In practice, “coax is unbalanced” usually means “common‑mode is present.” Fixing common‑mode often changes noise/RFI dramatically while barely changing SWR.
Coax as an impedance transformer
Any transmission line transforms impedance. The impedance you see at the shack end depends on (1) the load at the far end, (2) the line’s characteristic impedance Z0, and (3) the line’s electrical length at that frequency. That is why changing coax length can make an analyzer show a different R and X at the rig—even if nothing at the antenna changed.
Important nuance: in an ideal (lossless) uniform line, the SWR magnitude set by the load is the same everywhere on the line, but the local impedance cycles with position. With real coax loss, the SWR you read in the shack can be slightly lower than at the feedpoint—especially on long runs and high SWR.
Multiple SWRs inside a cable
People sometimes say a mismatched coax has “many SWRs,” but what really varies along the line is the instantaneous impedance, not the (lossless) SWR. The magnitude of the reflection coefficient |Γ| is constant along a uniform, lossless line, while its phase rotates with distance—so the impedance repeats every half‑wavelength.
That’s why inserting a device that reports impedance (R/X) at different points can show very different numbers.
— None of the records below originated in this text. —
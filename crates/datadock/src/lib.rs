//! datadock: bridge between HTTP requests and external computation workers.
//!
//! A request names an operation; the [`OperationRegistry`] maps it to a worker
//! program, [`payload::build`] validates the raw input into a fixed-shape
//! payload, and the [`ProcessBridge`] runs the worker over stdin/stdout/stderr.
//! Every outcome is a [`ResultEnvelope`].

pub mod bridge;
pub mod config;
pub mod envelope;
pub mod payload;
pub mod registry;
pub mod service;
pub mod transport;
mod version;

pub use bridge::{Executor, ProcessBridge, WorkerInput};
pub use config::{ConfigError, ServiceConfig};
pub use envelope::{ErrorDetails, ErrorKind, ResultEnvelope};
pub use payload::{RawInput, Request, ValidationError};
pub use registry::{OperationDescriptor, OperationRegistry, RegistryError};
pub use service::{HealthSnapshot, OperationService};
pub use transport::{ServerConfig, serve};
pub use version::{DATADOCK_VERSION, VersionInfo};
And it’s why real‑world SWR readings can differ with measurement point when the line is lossy, when the meter itself is frequency/placement sensitive, or when common‑mode currents are contaminating the measurement.
Using coax length as a matching tool
Because coax transforms impedance, line length can be used deliberately as a matching element (quarter‑wave transformers, stubs, and specific electrical lengths). This can be perfectly valid engineering—when you know the load impedance and account for velocity factor and loss.
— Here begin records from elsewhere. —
//! Operation registry: which worker program implements which operation.
//!
//! Built once at startup from [`ServiceConfig`] and shared read-only
//! afterwards, so concurrent requests can resolve without locking.

use std::path::{Path, PathBuf};

use crate::config::ServiceConfig;
use crate::envelope::{ErrorDetails, ErrorKind};

/// Shape of raw input an operation accepts.
#[derive(Debug, Clone, Copy, PartialEq, Eq)]
pub enum InputClass {
    /// `.csv` upload.
    Tabular,
    /// `.pdf` / `.docx` upload.
    Document,
    /// Non-empty URL string.
    WebPage,
}

impl InputClass {
    /// File extensions accepted for this class. Empty for URL input.
    pub fn extensions(&self) -> &'static [&'static str] {
        match self {
            InputClass::Tabular => &[".csv"],
            InputClass::Document => &[".pdf", ".docx"],
            InputClass::WebPage => &[],
        }
    }
}

/// Canonical payload layout for an operation.
#[derive(Debug, Clone, Copy, PartialEq, Eq)]
pub enum PayloadSchema {
    Info,
    Clean,
    Visualize,
    DocumentTables,
    WebPage,
}

impl PayloadSchema {
    pub fn input_class(&self) -> InputClass {
        match self {
            PayloadSchema::Info | PayloadSchema::Clean | PayloadSchema::Visualize => {
                InputClass::Tabular
            }
            PayloadSchema::DocumentTables => InputClass::Document,
            PayloadSchema::WebPage => InputClass::WebPage,
        }
    }

    /// Whether the operation cannot run without structured options.
    pub fn requires_options(&self) -> bool {
        matches!(self, PayloadSchema::Clean | PayloadSchema::Visualize)
    }
}

/// What a successful worker prints on stdout.
#[derive(Debug, Clone, Copy, PartialEq, Eq)]
pub enum OutputFormat {
    /// Handed back to the caller untouched.
    Opaque,
    /// A `{"Status": "success", "Data": ...}` document to unwrap.
    WorkerEnvelope,
}

/// Location of a worker program and how to start it.
#[derive(Debug, Clone, PartialEq, Eq)]
pub struct WorkerRef {
    pub program: PathBuf,
    pub interpreter: Option<String>,
}

impl WorkerRef {
    pub fn new(program: impl Into<PathBuf>) -> Self {
        Self {
            program: program.into(),
            interpreter: None,
        }
    }

    pub fn with_interpreter(mut self, interpreter: impl Into<String>) -> Self {
        self.interpreter = Some(interpreter.into());
        self
    }

    pub fn exists(&self) -> bool {
        self.program.is_file()
    }

    /// Short name for logs.
    pub fn name(&self) -> String {
        self.program
            .file_name()
            .map(|n| n.to_string_lossy().into_owned())
            .unwrap_or_else(|| self.program.display().to_string())
    }
}

/// Static description of one operation.
#[derive(Debug, Clone)]
pub struct OperationDescriptor {
    pub id: &'static str,
    pub schema: PayloadSchema,
    pub worker: WorkerRef,
    pub output: OutputFormat,
}

impl OperationDescriptor {
    pub fn input_class(&self) -> InputClass {
        self.schema.input_class()
    }
}

/// Fixed operation table: id, payload schema, worker program, stdout format.
const OPERATIONS: &[(&str, PayloadSchema, &str, OutputFormat)] = &[
    (
        "info",
        PayloadSchema::Info,
        "info_script.py",
        OutputFormat::WorkerEnvelope,
    ),
    (
        "clean",
        PayloadSchema::Clean,
        "cleaning_script.py",
        OutputFormat::WorkerEnvelope,
    ),
    (
        "vis_data",
        PayloadSchema::Visualize,
        "visualisation_data.py",
        OutputFormat::WorkerEnvelope,
    ),
    (
        "extract_tables",
        PayloadSchema::DocumentTables,
        "table_extractor.py",
        OutputFormat::Opaque,
    ),
    (
        "html_data",
        PayloadSchema::WebPage,
        "html_data.py",
        OutputFormat::Opaque,
    ),
];

#[derive(Debug, thiserror::Error)]
pub enum RegistryError {
    #[error("unknown operation: {0}")]
    UnknownOperation(String),
}

impl From<RegistryError> for ErrorDetails {
    fn from(err: RegistryError) -> Self {
        match err {
            RegistryError::UnknownOperation(id) => ErrorDetails::new(
                ErrorKind::InvalidOperation,
                "Unknown operation",
                format!("Operation: {id}"),
            ),
        }
    }
}

/// Immutable operation id → descriptor table.
#[derive(Debug, Clone)]
pub struct OperationRegistry {
    operations: Vec<OperationDescriptor>,
}

impl OperationRegistry {
    /// Build the standard table, resolving worker programs against the
    /// configured directory and interpreter.
    pub fn from_config(config: &ServiceConfig) -> Self {
        Self::with_worker_dir(&config.worker_dir, config.interpreter.as_deref())
    }

    pub fn with_worker_dir(worker_dir: &Path, interpreter: Option<&str>) -> Self {
        let operations = OPERATIONS
            .iter()
            .map(|&(id, schema, program, output)| {
                let mut worker = WorkerRef::new(worker_dir.join(program));
                if let Some(interpreter) = interpreter {
                    worker = worker.with_interpreter(interpreter);
                }
                OperationDescriptor {
                    id,
                    schema,
                    worker,
                    output,
                }
            })
            .collect();
        Self { operations }
    }

    pub fn resolve(&self, id: &str) -> Result<&OperationDescriptor, RegistryError> {
        self.operations
            .iter()
            .find(|op| op.id == id)
            .ok_or_else(|| RegistryError::UnknownOperation(id.to_string()))
    }

    pub fn operations(&self) -> impl Iterator<Item = &OperationDescriptor> {
        self.operations.iter()
    }
}

#[cfg(test)]
mod tests {
    use super::*;

    fn registry() -> OperationRegistry {
        OperationRegistry::with_worker_dir(Path::new("/srv/workers"), Some("python3"))
    }

    #[test]
    fn resolves_every_known_operation() {
        let registry = registry();
        for id in ["info", "clean", "vis_data", "extract_tables", "html_data"] {
            let op = registry.resolve(id).unwrap();
            assert_eq!(op.id, id);
        }
        assert_eq!(registry.operations().count(), 5);
    }

    #[test]
    fn worker_paths_join_the_worker_dir() {
        let registry = registry();
        let clean = registry.resolve("clean").unwrap();
        assert_eq!(
            clean.worker.program,
            PathBuf::from("/srv/workers/cleaning_script.py")
        );
        assert_eq!(clean.worker.interpreter.as_deref(), Some("python3"));
        assert_eq!(clean.worker.name(), "cleaning_script.py");
    }

    #[test]
    fn no_interpreter_executes_directly() {
        let registry = OperationRegistry::with_worker_dir(Path::new("bin"), None);
        assert!(registry.resolve("info").unwrap().worker.interpreter.is_none());
    }

    #[test]
    fn classes_and_output_formats() {
        let registry = registry();
        let info = registry.resolve("info").unwrap();
        assert_eq!(info.input_class(), InputClass::Tabular);
        assert_eq!(info.output, OutputFormat::WorkerEnvelope);

        let tables = registry.resolve("extract_tables").unwrap();
        assert_eq!(tables.input_class(), InputClass::Document);
        assert_eq!(tables.output, OutputFormat::Opaque);

        let html = registry.resolve("html_data").unwrap();
        assert_eq!(html.input_class(), InputClass::WebPage);
        assert!(html.input_class().extensions().is_empty());
    }

    #[test]
    fn only_clean_and_vis_data_require_options() {
        let registry = registry();
        let requiring: Vec<_> = registry
            .operations()
            .filter(|op| op.schema.requires_options())
            .map(|op| op.id)
            .collect();
        assert_eq!(requiring, vec!["clean", "vis_data"]);
    }

    #[test]
    fn unknown_operation_is_reported() {
        let err = registry().resolve("explode").unwrap_err();
        assert!(matches!(err, RegistryError::UnknownOperation(ref id) if id == "explode"));

        let details = ErrorDetails::from(err);
        assert_eq!(details.kind, ErrorKind::InvalidOperation);
        assert_eq!(details.details.as_deref(), Some("Operation: explode"));
    }

    #[test]
    fn lookup_is_exact() {
        assert!(registry().resolve("INFO").is_err());
        assert!(registry().resolve("").is_err());
    }
}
However, using random coax length to “make the SWR look good” at the rig can hide a severe mismatch at the feedpoint and can increase feedline loss or create high voltage/current points. It’s still not “tuning the antenna”; it’s choosing where the impedance transformation lands.
The need for chokes
If common‑mode currents are present, the coax outer surface becomes part of the antenna system. The most effective fix is usually a common‑mode choke (current balun) where the coax transitions into the antenna system. In many real stations, it is also beneficial to add suppression near the station entry to keep RF off equipment and to reduce noise pickup.
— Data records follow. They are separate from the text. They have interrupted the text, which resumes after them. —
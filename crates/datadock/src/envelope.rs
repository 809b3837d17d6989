//! Result envelope and error taxonomy.
//!
//! Every request, whatever happens to it, ends as a [`ResultEnvelope`]. The
//! wire shape is the one the browser client already consumes:
//!
//! ```json
//! {"status": "success", "data": "..."}
//! {"status": "error", "error": {"type": "...", "message": "...", "details": "..."}}
//! ```
//!
//! Workers report their own failures on stderr using capitalized keys
//! (`{"Status": "error", "Error": {"Type": ...}}`); both casings are accepted
//! and normalized into [`ErrorDetails`].

use std::fmt;

use serde::{Deserialize, Serialize};

/// Error kinds produced locally, plus whatever a worker reports about itself.
#[derive(Debug, Clone, PartialEq, Eq, Hash, Serialize, Deserialize)]
#[serde(from = "String", into = "String")]
pub enum ErrorKind {
    /// Missing top-level request field (no file, no operation, no URL).
    InvalidRequest,
    /// Input shape or extension does not match the operation.
    InvalidFile,
    /// Unknown operation, or required options absent.
    InvalidOperation,
    /// Options present but malformed.
    InvalidJsonOrOptions,
    /// Worker program missing on disk.
    SystemError,
    /// Worker output could not be parsed into the expected structure.
    ParseError,
    /// Spawning or awaiting the worker failed.
    ExecutionError,
    /// Exchanging data with the worker over its pipes failed.
    ProcessingError,
    /// Worker exceeded its time limit and was killed.
    Timeout,
    /// Kind reported by the worker itself, passed through unchanged.
    Worker(String),
}

impl ErrorKind {
    pub fn as_str(&self) -> &str {
        match self {
            ErrorKind::InvalidRequest => "INVALID_REQUEST",
            ErrorKind::InvalidFile => "INVALID_FILE",
            ErrorKind::InvalidOperation => "INVALID_OPERATION",
            ErrorKind::InvalidJsonOrOptions => "INVALID_JSON_OR_OPTIONS",
            ErrorKind::SystemError => "SYSTEM_ERROR",
            ErrorKind::ParseError => "PARSE_ERROR",
            ErrorKind::ExecutionError => "EXECUTION_ERROR",
            ErrorKind::ProcessingError => "PROCESSING_ERROR",
            ErrorKind::Timeout => "TIMEOUT",
            ErrorKind::Worker(kind) => kind,
        }
    }
}

impl From<String> for ErrorKind {
    fn from(kind: String) -> Self {
        match kind.as_str() {
            "INVALID_REQUEST" => ErrorKind::InvalidRequest,
            "INVALID_FILE" => ErrorKind::InvalidFile,
            "INVALID_OPERATION" => ErrorKind::InvalidOperation,
            "INVALID_JSON_OR_OPTIONS" => ErrorKind::InvalidJsonOrOptions,
            "SYSTEM_ERROR" => ErrorKind::SystemError,
            "PARSE_ERROR" => ErrorKind::ParseError,
            "EXECUTION_ERROR" => ErrorKind::ExecutionError,
            "PROCESSING_ERROR" => ErrorKind::ProcessingError,
            "TIMEOUT" => ErrorKind::Timeout,
            _ => ErrorKind::Worker(kind),
        }
    }
}

impl From<ErrorKind> for String {
    fn from(kind: ErrorKind) -> Self {
        match kind {
            ErrorKind::Worker(kind) => kind,
            other => other.as_str().to_string(),
        }
    }
}

impl fmt::Display for ErrorKind {
    fn fmt(&self, f: &mut fmt::Formatter<'_>) -> fmt::Result {
        f.write_str(self.as_str())
    }
}

/// Structured failure carried by an error envelope.
#[derive(Debug, Clone, PartialEq, Eq, Serialize, Deserialize)]
pub struct ErrorDetails {
    #[serde(rename = "type")]
    pub kind: ErrorKind,
    pub message: String,
    /// Free-form detail. Workers may leave this null.
    pub details: Option<String>,
}

impl ErrorDetails {
    pub fn new(kind: ErrorKind, message: impl Into<String>, details: impl Into<String>) -> Self {
        Self {
            kind,
            message: message.into(),
            details: Some(details.into()),
        }
    }
}

/// Uniform result returned for every request.
///
/// Exactly one of `data` / `error` exists, selected by `status`.
#[derive(Debug, Clone, PartialEq, Eq, Serialize, Deserialize)]
#[serde(tag = "status", rename_all = "lowercase")]
pub enum ResultEnvelope {
    Success { data: String },
    Error { error: ErrorDetails },
}

impl ResultEnvelope {
    pub fn success(data: impl Into<String>) -> Self {
        ResultEnvelope::Success { data: data.into() }
    }

    pub fn error(kind: ErrorKind, message: impl Into<String>, details: impl Into<String>) -> Self {
        ResultEnvelope::Error {
            error: ErrorDetails::new(kind, message, details),
        }
    }

    pub fn is_success(&self) -> bool {
        matches!(self, ResultEnvelope::Success { .. })
    }

    pub fn data(&self) -> Option<&str> {
        match self {
            ResultEnvelope::Success { data } => Some(data),
            ResultEnvelope::Error { .. } => None,
        }
    }

    pub fn error_details(&self) -> Option<&ErrorDetails> {
        match self {
            ResultEnvelope::Success { .. } => None,
            ResultEnvelope::Error { error } => Some(error),
        }
    }

    pub fn error_kind(&self) -> Option<&ErrorKind> {
        self.error_details().map(|e| &e.kind)
    }
}

impl From<ErrorDetails> for ResultEnvelope {
    fn from(error: ErrorDetails) -> Self {
        ResultEnvelope::Error { error }
    }
}

/// Error document a worker writes to stderr before exiting non-zero.
#[derive(Debug, Deserialize)]
struct WorkerErrorDocument {
    #[serde(rename = "Error", alias = "error")]
    error: WorkerErrorBody,
}

#[derive(Debug, Deserialize)]
struct WorkerErrorBody {
    #[serde(rename = "Type", alias = "type")]
    kind: String,
    #[serde(rename = "Message", alias = "message", default)]
    message: Option<String>,
    #[serde(rename = "Details", alias = "details", default)]
    details: Option<String>,
}

impl From<WorkerErrorBody> for ErrorDetails {
    fn from(body: WorkerErrorBody) -> Self {
        ErrorDetails {
            kind: ErrorKind::from(body.kind),
            message: body.message.unwrap_or_default(),
            details: body.details,
        }
    }
}

/// Parse a worker's stderr error document.
///
/// Returns `None` when the text is not a structured error report.
pub fn parse_worker_error(text: &str) -> Option<ErrorDetails> {
    serde_json::from_str::<WorkerErrorDocument>(text)
        .ok()
        .map(|doc| doc.error.into())
}

/// Success document printed on stdout by the tabular workers.
#[derive(Debug, Deserialize)]
struct WorkerSuccessDocument {
    #[serde(rename = "Status", alias = "status")]
    status: String,
    #[serde(rename = "Data", alias = "data")]
    data: String,
}

/// Unwrap a worker-side envelope printed on stdout.
///
/// A success document yields its `Data`; an error document is passed
/// through; anything else is a `PARSE_ERROR` carrying the raw text.
pub fn unwrap_worker_envelope(stdout: &str) -> ResultEnvelope {
    if let Ok(doc) = serde_json::from_str::<WorkerSuccessDocument>(stdout)
        && doc.status.eq_ignore_ascii_case("success")
    {
        return ResultEnvelope::success(doc.data);
    }
    if let Some(error) = parse_worker_error(stdout) {
        return error.into();
    }
    ResultEnvelope::error(
        ErrorKind::ParseError,
        "Failed to parse success response",
        stdout,
    )
}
Practical best practice (especially on balanced antennas, end‑fed arrangements, and “RF‑hot” installations) is often:
- One choke at or near the feedpoint (to prevent the feedline from becoming a radiator).
- One choke at the shack entrance (to keep any remaining common‑mode off your gear and house wiring, and to reduce receive noise pickup).
Mini-FAQ
- Is coax unbalanced? — By construction, yes: it’s an unbalanced line referenced to its shield. But in the intended differential mode, the fields are confined and the cable does not need to radiate. The real problem is common‑mode current on the outside of the shield.
- Why does coax “shift resonance”? — Coax changes the impedance you measure in the shack because it transforms impedance with electrical length. That can move where an analyzer shows X=0 at the rig end, or where a tuner finds an easy match. The antenna’s true feedpoint resonance does not move just because you changed coax length.
- Can coax length be used for matching? — Yes, intentionally (quarter‑wave transformers/stubs). But it doesn’t cure a mismatch at the feedpoint, and it can increase loss or create high voltage/current points if used blindly.
- Why two chokes? — A feedpoint choke stops the feedline from joining the antenna. A second choke at the station entry is often used to reduce RFI and noise pickup on the last part of the run and on connected equipment/cables.